# General maintenance review: what do you all do?



## Tomko (Jun 1, 2013)

Replace your blinker fluid:

https://m.youtube.com/watch?v=E6GsXhBb10k

i use synthetic.


----------



## Chevy_Country (Oct 16, 2015)

Tomko said:


> Replace your blinker fluid:
> 
> https://m.youtube.com/watch?v=E6GsXhBb10k
> 
> i use synthetic.


My other vehicle is a ford ranger and he has a ton of how to videos on the Mazda which is the same truck, he's great, I've yet to see that one

But lemme tell you I laughed so hard watching that lmao

Sent from my SM-G930V using Tapatalk


----------



## obermd (Mar 3, 2012)

Tomko said:


> Replace your blinker fluid:
> 
> https://m.youtube.com/watch?v=E6GsXhBb10k
> 
> i use synthetic.


So now we know why BMW blinkers don't work.


----------



## mikestony (Jan 17, 2013)

2012 Cruze 1LT. 1.4 turbo.

I've replaced my O2 sensors at about 100k, spark plugs at 60k then again at 100k.
When I replaced my front brakes at about 90k, I flushed the brake fluid. (Rear shoes still going strong!)
Coolant drain/fill twice since new. (once when the water pump died --under warranty)
Engine belt at about 90k.
Coolant hoses at about 90k.
Evap purge valve (?--the one on top of the intake) and turbo oil feed line at about 90k. (both for preventative measures)
Headlight assy's--- (road sandblasted terrible at about 80k)..
Wash it once a week. Polish/wax/seal it once a year. 

Haven't lubed the doors at all yet lol, perhaps I should


----------



## BowtieGuy (Jan 4, 2013)

I follow the maintenance intervals in the owner's manual severe service schedule. On top of that, condition seals annually, lubricate doors/hinge assemblies as needed, rotate tires regularly, balance tires annually, correct alignment as needed or when tires are replaced, and other repairs on an as needed basis.


----------



## dhpnet (Mar 2, 2014)

I do a bunch of stuff that has kept my car looking like new after 3 years.

At every oil change I lubricate all hinges and locks, including ignition lock, door lock, latches and hinges, hood hinges and latch, and the trunk hinge and latch. Many people have had problems with the ignition locks, and a little bit of grease could prevent that. Check the owner's manual for the type of lubricant to use for each location. 

Several times per year I coat all of the rubber trim and weatherstrips with dielectric grease (or Krytox GPL105 - same as GM's weatherstrip lubricant). I also put dielectric grease on the windshield trim (it is rubber), door window trims (also rubber), and the roof rails (aluminum with a rubber coating). Properly protecting these rubber trims will make the car look great much longer. Without some sort of protection the rubber will look ugly in a very short time due to sun rot and acid rain. 

I apply protectant to the plastic trim a few times per year. I also put protectant on the tires. I use Mother's Protectant. 

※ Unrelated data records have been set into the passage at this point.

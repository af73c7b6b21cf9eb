use std::sync::Mutex;

use slog::Drain;
use slog::Fuse;
use slog_async::Async;
use slog_json::Json;

pub use slog::{debug, error, info, o, trace, warn, Logger};

/// Builds the root logger: JSON lines on stderr, written from a
/// background thread.
pub fn initialize_logger() -> slog::Logger {
    let drain = Mutex::new(Json::default(std::io::stderr())).map(Fuse);
    let drain = Async::new(drain).build().fuse();

    Logger::root(
        drain,
        o!("service" => info::NAME, "version" => info::VERSION, "revision" => info::REVISION, "build_timestamp" => info::BUILD_TIMESTAMP),
    )
}

/// Installs a global logger filtered by `RUST_LOG` and returns the
/// guard that keeps it alive.
#[cfg(feature = "env_logging")]
pub fn initialize_env_logger() -> slog_scope::GlobalLoggerGuard {
    slog_envlogger::init().unwrap_or_else(|e| panic!("initialize slog-envlogger: {}", e))
}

I clean and lubricate the sunroof tracks a couple times per year (I use white lithium grease) and remove any debris from the sunroof area so that it doesn't get into the drain tubes. I also, lubricate the seals with dielectric grease. Last year I noticed a little squeak when closing the sunroof. I found out that there are small rubber bumpers near the rear of the glass, and a little dielectric grease on those stopped the squeak. I also remove and clean the inside accordion air deflectors to make them look better and last longer. 

I clean, clay bar and wax my rims at least once a year. Rims are often neglected, and they make a big difference in the looks of the car. Also, I clean inside the rims, not just the outside. This helps the rims look great much longer and will reduce the chance of corrosion. Alloy or aluminum rims with a lot of dust inside make the car look old and neglected in my opinion. It is super easy to wipe the inside of the rims every time I wash the car. 

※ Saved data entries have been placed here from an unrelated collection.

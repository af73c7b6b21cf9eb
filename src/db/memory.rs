use std::cmp::Ordering;
use std::collections::BTreeMap;
use std::sync::{RwLock, RwLockWriteGuard};

use futures::future::{BoxFuture, FutureExt};
use time::OffsetDateTime;

use super::{Db, DeviceInsert};
use crate::credentials::PasswordDigest;
use crate::device::{Device, DevicePatch};
use crate::errors::BackendError;
use crate::query::{Order, Page, RecordingQuery};
use crate::recording::{
    AudioRecording, FileDescriptor, FilterOutcome, NewAudioRecording, RecordingUpdate,
};
use crate::tag::{NewTag, Tag};
use crate::user::{Group, Scope};
use crate::Id;

/// A database that keeps everything in memory. It enforces the same
/// devicename uniqueness and device, group and recording foreign keys as
/// the Postgres schema.
#[derive(Default)]
pub struct MemoryDb {
    tables: RwLock<Tables>,
}

#[derive(Default)]
struct Tables {
    next_id: Id,
    devices: BTreeMap<Id, Device>,
    groups: BTreeMap<Id, Group>,
    recordings: BTreeMap<Id, AudioRecording>,
    tags: BTreeMap<Id, Tag>,
}

impl Tables {
    fn next_id(&mut self) -> Id {
        self.next_id += 1;
        self.next_id
    }

    fn load(&self, recording: &AudioRecording) -> AudioRecording {
        let mut recording = recording.clone();
        recording.group = recording
            .group_id
            .and_then(|id| self.groups.get(&id))
            .cloned();
        recording.tag_records = self
            .tags
            .values()
            .filter(|tag| tag.recording_id == recording.id)
            .cloned()
            .collect();
        recording
    }

    fn recording_mut(&mut self, id: Id) -> Result<&mut AudioRecording, BackendError> {
        self.recordings
            .get_mut(&id)
            .ok_or(BackendError::NonExistentRecording(id))
    }

    fn device_mut(&mut self, id: Id) -> Result<&mut Device, BackendError> {
        self.devices
            .get_mut(&id)
            .ok_or(BackendError::NonExistentDevice(id))
    }
}

impl MemoryDb {
    pub fn new() -> Self {
        Self::default()
    }

    /// Adds a group and returns its ID.
    pub fn add_group(&self, groupname: &str) -> Id {
        let mut tables = self.write();
        let id = tables.next_id();
        tables.groups.insert(
            id,
            Group {
                id,
                groupname: groupname.to_owned(),
            },
        );
        id
    }

    /// Marks a recording public or private.
    pub fn set_public(&self, id: Id, public: bool) -> Result<(), BackendError> {
        self.write().recording_mut(id)?.public = public;
        Ok(())
    }

    pub fn device_count(&self) -> usize {
        self.tables
            .read()
            .expect("memory database lock poisoned")
            .devices
            .len()
    }

    fn write(&self) -> RwLockWriteGuard<Tables> {
        self.tables.write().expect("memory database lock poisoned")
    }

    fn run<T>(
        &self,
        f: impl FnOnce(&mut Tables) -> Result<T, BackendError>,
    ) -> BoxFuture<Result<T, BackendError>>
    where
        T: Send + 'static,
    {
        let result = f(&mut self.write());
        futures::future::ready(result).boxed()
    }
}

fn compare(order: Order, a: &AudioRecording, b: &AudioRecording) -> Ordering {
    // missing dates sort last in either direction
    let by_date = match (a.recording_date_time, b.recording_date_time) {
        (Some(a), Some(b)) => match order {
            Order::Newest => b.cmp(&a),
            Order::Oldest => a.cmp(&b),
        },
        (Some(_), None) => Ordering::Less,
        (None, Some(_)) => Ordering::Greater,
        (None, None) => Ordering::Equal,
    };

    by_date.then_with(|| match order {
        Order::Newest => b.id.cmp(&a.id),
        Order::Oldest => a.id.cmp(&b.id),
    })
}

fn selects(scope: &Scope, query: &RecordingQuery, recording: &AudioRecording) -> bool {
    let within = |bound: Option<OffsetDateTime>, check: fn(OffsetDateTime, OffsetDateTime) -> bool| {
        bound.map_or(true, |bound| {
            recording
                .recording_date_time
                .map_or(false, |at| check(at, bound))
        })
    };

    scope.includes(recording.public, recording.group_id)
        && query.device_id.map_or(true, |id| recording.device_id == id)
        && query.group_id.map_or(true, |id| recording.group_id == Some(id))
        && within(query.from, |at, from| at >= from)
        && within(query.until, |at, until| at < until)
        && query
            .passed_filter
            .map_or(true, |passed| recording.passed_filter == Some(passed))
}

impl Db for MemoryDb {
    fn find_device_by_name(
        &self,
        devicename: &str,
    ) -> BoxFuture<Result<Option<Device>, BackendError>> {
        self.run(|tables| {
            Ok(tables
                .devices
                .values()
                .find(|device| device.devicename == devicename)
                .cloned())
        })
    }

    fn retrieve_device(&self, id: Id) -> BoxFuture<Result<Option<Device>, BackendError>> {
        self.run(|tables| Ok(tables.devices.get(&id).cloned()))
    }

    fn insert_device(&self, device: DeviceInsert) -> BoxFuture<Result<Device, BackendError>> {
        self.run(|tables| {
            if tables
                .devices
                .values()
                .any(|existing| existing.devicename == device.devicename)
            {
                return Err(BackendError::DevicenameTaken(device.devicename));
            }

            let id = tables.next_id();
            let now = OffsetDateTime::now_utc();
            let device = Device {
                id,
                devicename: device.devicename,
                password: device.password,
                location: device.location,
                last_connection_time: None,
                public: device.public,
                current_config: None,
                new_config: device.new_config,
                created_at: now,
                updated_at: now,
            };

            tables.devices.insert(id, device.clone());
            Ok(device)
        })
    }

    fn update_device(&self, id: Id, patch: DevicePatch) -> BoxFuture<Result<(), BackendError>> {
        self.run(|tables| {
            let device = tables.device_mut(id)?;
            if let Some(location) = patch.location {
                device.location = Some(location);
            }
            if let Some(new_config) = patch.new_config {
                device.new_config = Some(new_config);
            }
            device.updated_at = OffsetDateTime::now_utc();
            Ok(())
        })
    }

    fn update_device_password(
        &self,
        id: Id,
        password: PasswordDigest,
    ) -> BoxFuture<Result<(), BackendError>> {
        self.run(|tables| {
            let device = tables.device_mut(id)?;
            device.password = password;
            device.updated_at = OffsetDateTime::now_utc();
            Ok(())
        })
    }

    fn update_connection_time(
        &self,
        id: Id,
        at: OffsetDateTime,
    ) -> BoxFuture<Result<(), BackendError>> {
        self.run(|tables| {
            tables.device_mut(id)?.last_connection_time = Some(at);
            Ok(())
        })
    }

    fn insert_recording(
        &self,
        device_id: Id,
        group_id: Option<Id>,
        recording: NewAudioRecording,
    ) -> BoxFuture<Result<Id, BackendError>> {
        self.run(|tables| {
            if !tables.devices.contains_key(&device_id) {
                return Err(BackendError::NonExistentDevice(device_id));
            }
            if let Some(group_id) = group_id.filter(|id| !tables.groups.contains_key(id)) {
                return Err(BackendError::NonExistentGroup(group_id));
            }

            let id = tables.next_id();
            let now = OffsetDateTime::now_utc();

            tables.recordings.insert(
                id,
                AudioRecording {
                    id,
                    device_id,
                    group_id,
                    file_key: None,
                    mime_type: None,
                    size: None,
                    duration: recording.duration,
                    recording_date_time: recording.recording_date_time,
                    recording_time: recording.recording_time,
                    location: recording.location,
                    battery_level: recording.battery_level,
                    battery_charging: recording.battery_charging,
                    airplane_mode_on: recording.airplane_mode_on,
                    filtered: false,
                    filter_metadata: None,
                    passed_filter: None,
                    public: false,
                    additional_metadata: recording.additional_metadata,
                    tags: recording.tags,
                    relative_to_dawn: recording.relative_to_dawn,
                    relative_to_dusk: recording.relative_to_dusk,
                    version: recording.version,
                    created_at: now,
                    updated_at: now,
                    group: None,
                    tag_records: vec![],
                },
            );

            Ok(id)
        })
    }

    fn retrieve_recording(&self, id: Id) -> BoxFuture<Result<Option<AudioRecording>, BackendError>> {
        self.run(|tables| {
            Ok(tables
                .recordings
                .get(&id)
                .map(|recording| tables.load(recording)))
        })
    }

    fn find_recordings(
        &self,
        scope: Scope,
        query: RecordingQuery,
        limit: i64,
    ) -> BoxFuture<Result<Page<AudioRecording>, BackendError>> {
        self.run(|tables| {
            let mut found = tables
                .recordings
                .values()
                .filter(|recording| selects(&scope, &query, recording))
                .collect::<Vec<_>>();
            found.sort_by(|a, b| compare(query.order, a, b));

            let rows = found
                .iter()
                .skip(query.effective_offset() as usize)
                .take(limit.max(0) as usize)
                .map(|recording| tables.load(recording))
                .collect();

            Ok(Page {
                count: found.len() as i64,
                rows,
            })
        })
    }

    fn update_recording(
        &self,
        id: Id,
        update: RecordingUpdate,
    ) -> BoxFuture<Result<(), BackendError>> {
        self.run(|tables| {
            let recording = tables.recording_mut(id)?;
            if let Some(at) = update.recording_date_time {
                recording.recording_date_time = Some(at);
            }
            if let Some(time) = update.recording_time {
                recording.recording_time = Some(time);
            }
            if let Some(location) = update.location {
                recording.location = Some(location);
            }
            if let Some(metadata) = update.additional_metadata {
                recording.additional_metadata = Some(metadata);
            }
            recording.updated_at = OffsetDateTime::now_utc();
            Ok(())
        })
    }

    fn update_recording_file(
        &self,
        id: Id,
        file: FileDescriptor,
        duration: Option<i32>,
    ) -> BoxFuture<Result<(), BackendError>> {
        self.run(|tables| {
            let recording = tables.recording_mut(id)?;
            recording.file_key = Some(file.key);
            recording.mime_type = Some(file.mime_type);
            recording.size = Some(file.size);
            if duration.is_some() {
                recording.duration = duration;
            }
            recording.updated_at = OffsetDateTime::now_utc();
            Ok(())
        })
    }

    fn update_filter_outcome(
        &self,
        id: Id,
        outcome: FilterOutcome,
    ) -> BoxFuture<Result<(), BackendError>> {
        self.run(|tables| {
            let recording = tables.recording_mut(id)?;
            recording.filtered = true;
            recording.passed_filter = outcome.passed;
            recording.filter_metadata = outcome.metadata;
            recording.updated_at = OffsetDateTime::now_utc();
            Ok(())
        })
    }

    fn delete_recording(&self, id: Id) -> BoxFuture<Result<(), BackendError>> {
        self.run(|tables| {
            tables
                .recordings
                .remove(&id)
                .ok_or(BackendError::NonExistentRecording(id))?;
            tables.tags.retain(|_, tag| tag.recording_id != id);
            Ok(())
        })
    }

    fn insert_tags(
        &self,
        recording_id: Id,
        tagger_id: Option<Id>,
        tags: Vec<NewTag>,
    ) -> BoxFuture<Result<Vec<Tag>, BackendError>> {
        self.run(|tables| {
            if !tables.recordings.contains_key(&recording_id) {
                return Err(BackendError::NonExistentRecording(recording_id));
            }

            let now = OffsetDateTime::now_utc();
            let mut inserted = Vec::with_capacity(tags.len());

            for tag in tags {
                let id = tables.next_id();
                let tag = Tag {
                    id,
                    recording_id,
                    animal: tag.animal,
                    confidence: tag.confidence,
                    start_time: tag.start_time,
                    duration: tag.duration,
                    event: tag.event,
                    automatic: tag.automatic,
                    tagger_id,
                    created_at: now,
                };
                tables.tags.insert(id, tag.clone());
                inserted.push(tag);
            }

            Ok(inserted)
        })
    }

    fn delete_tags(
        &self,
        recording_id: Id,
        tag_ids: Vec<Id>,
    ) -> BoxFuture<Result<u64, BackendError>> {
        self.run(|tables| {
            let before = tables.tags.len();
            tables
                .tags
                .retain(|id, tag| !(tag.recording_id == recording_id && tag_ids.contains(id)));
            Ok((before - tables.tags.len()) as u64)
        })
    }
}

I put a little bit of grease on the battery terminals so they won't corrode. I clean and re-grease about once a year. I use high temp wheel bearing grease. Recently I noticed that the terminals were neglected and had some oxidation on them. I used some sand paper to clean off the oxidation and reapplied the grease. I also checked the ground points inside the engine bay to make sure they were clean and had good contact. This car seems to be pretty sensitive to ground problems due to all of the computers. 

I have rear drum brakes, and I just opened and cleaned them for the first time recently. They were about 1/4 full of dust. Cleaning them out made them perform better, and should reduce the chance of corrosion and reduce wear. I checked the brake adjustment at this time, but they were good. The drum brakes on the Cruze are automatically adjusted every time you apply the hand brake.

Every time I remove the wheels, I put some wheel bearing grease on the center hubs. It is important not to get it on the mating surface between the wheel and hub. Grease will keep them from rusting. I have seen some hubs on the forum that are almost completely rusted out. 

Once a year, I lift the car and look for any rust. I clean and paint any rust I find. I don't get much rust here in California, but it's still good to check. Also, I spray off the undercarriage a couple times a year to remove any crud. 

I keep the engine bay clean. This will help me notice any leaks while they are still small. 

I haven't bled the brakes yet. I plan on doing this sometime soon since it is about 3 years old now. I don't plan to change the coolant until I reach 5 years. 

I also put a little wax on my license plates when I wax the car. No reason not to keep them looking nice as long as possible.


----------



## jblackburn (Apr 14, 2012)

I don't think I've ever lubricated a door on anything I've owned. The door checks broke constantly on my Volvo because the doors were practically made of tank armor with a piece of flimsy metal to hold it open on the check, but haven't seen that on too many other cars.

I generally keep up with tire rotations, fluid changes (don't forget transmission (45k), brake + clutch fluid (3 yr/50k), and coolant (5 yr/100k), filter changes, and things like spark plugs. I changed the serpentine belt and tensioner on the 2012 @ 40k when the thing was chirping with AC on - tensioner's fault, but may as well do the belt. Preventative maintenance if you live in a salty/rusty area of things like brake caliper slides and parking brake mechanism is probably a good idea. If you've changed spark plugs, re-gapping and checking coil pack boots may be a 2-6 month interval based on how much you drive and what plugs you're running.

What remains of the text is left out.